Reasons to Thank God For

Friday, June 03, 2011 Nicajoice 0 Comments

I’ve been quiet for a while. I haven’t written a single note since Mid-May. I can’t seem to put into words my very active lifestyle recently. The only time I stop doing and thinking about things is when I finally rest my exhausted body at night. And believe it or not, even in my dreams, I am haunted by my busy waking days.

At this time, I occupy myself with my “8-hour full time job”, “15-hours a week part time job” and "10 hours a week Korean class". It is with the little free time I have left that I try to squeeze in moments of rest, bonding with friends and intimate but often short conversations with God (this I promise to lengthen as soon as possible). Sometimes in the whirlwind of activities and events, where I often find myself drained and wasted, pops the inevitable questions: Why are you doing these, Joyce? Do all of these make you happy?

Honestly, I sometimes find it hard to figure out the significance of all these things. Sometimes, I forget the purpose behind my desire to work round the clock and earn so much more. More often, I let out a deep sigh and ask myself if this is all worth it. When our vision is clouded with negativity coupled with fatigue, we might immediately conclude that life sucks! But, if we just try to sit back and see the bigger picture, we'd realize that life is still beautiful despite our hurts, complaints, and broken dreams. It is with our own hands that we make our existence fruitful, and it is with our positive thoughts that we are able to go on and refuse to see this as a lost battle.
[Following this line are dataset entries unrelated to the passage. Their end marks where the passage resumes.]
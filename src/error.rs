/*!
Error types of the crate. Configuration errors are kept apart from the other failures: they are
always raised before any record is moved, read or written.
*/
use std::io;
use std::path::PathBuf;
use thiserror::Error;

#[derive(Debug, Clone, PartialEq, Error)]
/// The configuration given to one of the components is not usable.
pub enum ConfigError {
    /// The upper limit must be in `(0, 1]`.
    #[error("upper limit must be in (0, 1], got {0}")]
    UpperLimitOutOfRange(f64),
    /// The balancing range must be positive and strictly smaller than the upper limit, otherwise
    /// the target band is empty or reaches below zero.
    #[error("balancing range must be in (0, {upper_limit}), got {balancing_range}")]
    BalancingRangeOutOfRange {
        balancing_range: f64,
        upper_limit: f64,
    },
    /// A ratio (undersampling, minimum entity share, test size) is outside of `(0, 1)`.
    #[error("{name} must be in (0, 1), got {value}")]
    RatioOutOfRange { name: &'static str, value: f64 },
    #[error("number of passes must be at least 1")]
    ZeroPasses,
    #[error("max length must be positive")]
    ZeroMaxLength,
    #[error("cannot split {n_samples} records into {n_splits} folds")]
    InvalidFoldCount { n_splits: usize, n_samples: usize },
    #[error("entity tier '{0}' is empty")]
    EmptyTier(String),
}

#[derive(Debug, Error)]
/// Main error type of the crate.
pub enum NerfoldError {
    #[error(transparent)]
    Config(#[from] ConfigError),
    #[error(transparent)]
    Io(#[from] io::Error),
    #[error(transparent)]
    Json(#[from] serde_json::Error),
    #[error("malformed corpus line {line}: {reason}")]
    Parse { line: usize, reason: String },
    #[error("record has {tokens} tokens but {tags} tags")]
    RecordLengthMismatch { tokens: usize, tags: usize },
    #[error("output directory {0} already exists")]
    OutputExists(PathBuf),
}
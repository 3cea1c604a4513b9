//! Generation of randomized upload payloads.

use bytes::Bytes;
use md5::Digest;
use rand::TryRngCore;
use rand::rngs::OsRng;

/// A randomized payload together with the content digest naming it.
#[derive(Debug, Clone)]
pub struct Artifact {
    /// The payload bytes.
    pub content: Bytes,
    /// MD5 digest of `content`.
    pub digest: Digest,
}

impl Artifact {
    /// Generates `size` bytes from the OS random source and digests them.
    ///
    /// Every call fills a fresh buffer, so concurrent callers never share
    /// data. A failing OS random source leaves no usable environment to run
    /// in, so this panics rather than surfacing a retryable error.
    pub fn generate(size: usize) -> Self {
        let mut content = vec![0u8; size];
        OsRng
            .try_fill_bytes(&mut content)
            .expect("OS random source failed");
        let digest = md5::compute(&content);

        Self {
            content: Bytes::from(content),
            digest,
        }
    }

    /// The object path under which this artifact gets uploaded.
    pub fn object_path(&self, repo: &str, worker_id: usize) -> String {
        format!("{repo}/{worker_id}/{:x}", self.digest)
    }
}
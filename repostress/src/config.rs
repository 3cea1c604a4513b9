//! Configuration for a stress run.

use anyhow::ensure;
use bytesize::ByteSize;

/// Configuration for one stress run.
#[derive(Debug, Clone)]
pub struct Config {
    /// Number of workers uploading artifacts.
    pub upload_workers: usize,
    /// Number of workers downloading artifacts.
    pub download_workers: usize,
    /// Size of each uploaded artifact.
    pub file_size: ByteSize,
    /// The repository to target.
    pub repo: String,
}

impl Config {
    /// Validates the configuration, before any workers are spawned.
    pub fn validate(&self) -> anyhow::Result<()> {
        ensure!(!self.repo.is_empty(), "required flag --repo was not set");
        Ok(())
    }
}
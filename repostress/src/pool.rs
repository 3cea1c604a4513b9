//! Spawning, supervising and draining the worker pool.

use std::sync::Arc;

use anyhow::Result;
use tokio_util::sync::CancellationToken;
use tokio_util::task::TaskTracker;

use crate::config::Config;
use crate::distributor::Distributor;
use crate::endpoint::Endpoint;
use crate::worker;

/// A running set of upload and download workers sharing one distributor.
#[derive(Debug)]
pub struct Pool {
    shutdown: CancellationToken,
    uploaders: TaskTracker,
    downloaders: TaskTracker,
    distributor: Arc<Distributor>,
}

impl Pool {
    /// Spawns the configured worker counts against the given endpoint.
    ///
    /// Worker ordinals start at 1 and only serve path construction and log
    /// attribution.
    pub fn launch(endpoint: Arc<dyn Endpoint>, config: &Config) -> Self {
        let shutdown = CancellationToken::new();
        let distributor = Arc::new(Distributor::new(Distributor::DEFAULT_CAPACITY));

        let uploaders = TaskTracker::new();
        for worker_id in 1..=config.upload_workers {
            uploaders.spawn(worker::upload(
                worker_id,
                Arc::clone(&endpoint),
                config.clone(),
                Arc::clone(&distributor),
                shutdown.clone(),
            ));
        }
        uploaders.close();

        let downloaders = TaskTracker::new();
        for worker_id in 1..=config.download_workers {
            downloaders.spawn(worker::download(
                worker_id,
                Arc::clone(&endpoint),
                Arc::clone(&distributor),
            ));
        }
        downloaders.close();

        Self {
            shutdown,
            uploaders,
            downloaders,
            distributor,
        }
    }

    /// Drains the pool in two phases: the producers stop first, then the
    /// queue is closed and the download side finishes the remaining work.
    pub async fn shutdown(self) {
        self.shutdown.cancel();
        self.uploaders.wait().await;

        // No producer is running anymore, so closing cannot race a push.
        self.distributor.close();
        self.downloaders.wait().await;

        tracing::info!("worker pool drained");
    }
}

/// Runs a full stress session until the process receives an interrupt.
pub async fn run(endpoint: Arc<dyn Endpoint>, config: Config) -> Result<()> {
    config.validate()?;

    tracing::info!(
        upload_workers = config.upload_workers,
        download_workers = config.download_workers,
        file_size = %config.file_size,
        repo = %config.repo,
        "starting stress workers"
    );
    let pool = Pool::launch(endpoint, &config);

    tokio::signal::ctrl_c().await?;
    tracing::info!("interrupt received, draining workers");

    pool.shutdown().await;
    Ok(())
}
Why am I doing all of these? It all boils down to the fact that I want to be blessed and be a blessing. And do all of these make me happy? Yes!

The fulfillment that I get every time I see the fruits of my labor just gives me a different kind of high. It's inexplicable. It is beyond words. My friend, Victor, once shared his dream of earning so much and giving some of his earnings to his mom. He thinks it would be awesome. Yes Vic, that would be truly amazing. Sometimes, it hurts but it is rewarding, fulfilling, overwhelming.. always!

So instead of focusing on the negative things, I want to linger on the more positive side of life. Here are some of the things and people I am truly grateful for in the past weeks.

Good Food: May it be the expensive kind or just a simple one, it never fails to cheer up and satisfy a hungry and lonely soul. (First pic taken at Casa de Armas with good friends, Gaze and Le. 2nd pic: Ramyeon, prepared by my student, Yohan during one of our weekend classes.)

Workflow Proficiency: It was announced, last April 1st, that I have successfully achieved proficiency in "Business Entities". In short, I have mastered my workflow processes and can do my tasks with very minimal supervision. Cheers to the Business of Law - MGC Team! I thank God for giving me patience and dedication and for making it possible for my work to be appreciated and recognized.



Coffee: I am not much of a coffee drinker but the thought of having one, may it be mocha latte or choco java chip, excites me because it means bonding time with friends. I think, coffee is best shared with such amazing people. So I thank God for the coffee and the people I share it with.

Time with Friends: Everyone has been busy and dealing with his/her own share of tears and joy. But, I thank God for simple joyous moments where all of us can just relax and think about happy thoughts.

Cotton Candy in the Sky: Lastly, I thank God for His everyday miracles. Sometimes, when we are depressed or in a hurry, we simply forget to look up. And then, we just miss the beauty of a clear blue sky and the clouds that look amazingly like floating puffy pillows, cauliflower, or cotton candy. It's amazing that the sky is blue... it relaxes and soothes the mind. Just imagine if the sky is red or gray, we'd all feel sad and lonely.

There are so much more to life. Sometimes, I wish I could stretch the day and make it longer than twenty-four hours.. but there is a reason for everything. Realizing how short a day is, pushes us to make the most out of it. And if I were to choose how to live my life I'd still pick the hectic-almost-restless-but-meaningful existence.